Which of the lines in the data below contain the string "Result"? Copy each of them.
+-------+
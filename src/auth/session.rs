use crate::error::AuthError;
use chrono::{Duration, Utc};
use jsonwebtoken::{decode, encode, Algorithm, DecodingKey, EncodingKey, Header, Validation};
use serde::{Deserialize, Serialize};
use tracing::debug;

/// Claims carried in a session token
#[derive(Debug, Clone, Serialize, Deserialize, PartialEq, Eq)]
pub struct SessionClaims {
    /// Subject (Discord user id)
    pub sub: String,
    pub iat: i64,
    pub exp: i64,
}

/// Issues and verifies HS256 session tokens
pub struct SessionSigner {
    encoding: EncodingKey,
    decoding: DecodingKey,
    lifetime: Duration,
}

impl SessionSigner {
    pub fn new(secret: &[u8], lifetime: Duration) -> Self {
        Self {
            encoding: EncodingKey::from_secret(secret),
            decoding: DecodingKey::from_secret(secret),
            lifetime,
        }
    }

    pub fn sign(&self, subject: &str) -> Result<String, AuthError> {
        self.sign_with_expiry(subject, Utc::now() + self.lifetime)
    }

    fn sign_with_expiry(
        &self,
        subject: &str,
        expires_at: chrono::DateTime<Utc>,
    ) -> Result<String, AuthError> {
        let claims = SessionClaims {
            sub: subject.to_string(),
            iat: Utc::now().timestamp(),
            exp: expires_at.timestamp(),
        };
        encode(&Header::new(Algorithm::HS256), &claims, &self.encoding).map_err(|e| {
            debug!("Failed to sign session token: {}", e);
            AuthError::InvalidSignature
        })
    }

    /// Verify a token and return its subject
    pub fn verify(&self, token: &str) -> Result<String, AuthError> {
        let mut validation = Validation::new(Algorithm::HS256);
        validation.validate_exp = true;
        validation.set_required_spec_claims(&["exp", "sub"]);

        decode::<SessionClaims>(token, &self.decoding, &validation)
            .map(|data| data.claims.sub)
            .map_err(|e| {
                debug!("Rejected session token: {}", e);
                AuthError::InvalidSignature
            })
    }
}

impl std::fmt::Debug for SessionSigner {
    fn fmt(&self, f: &mut std::fmt::Formatter<'_>) -> std::fmt::Result {
        f.debug_struct("SessionSigner")
            .field("lifetime", &self.lifetime)
            .finish_non_exhaustive()
    }
}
+-------+
Response area:
    pub fn sign(&self, subject: &str) -> Result<String, AuthError> {
    ) -> Result<String, AuthError> {
    pub fn verify(&self, token: &str) -> Result<String, AuthError> {
    fn fmt(&self, f: &mut std::fmt::Formatter<'_>) -> std::fmt::Result {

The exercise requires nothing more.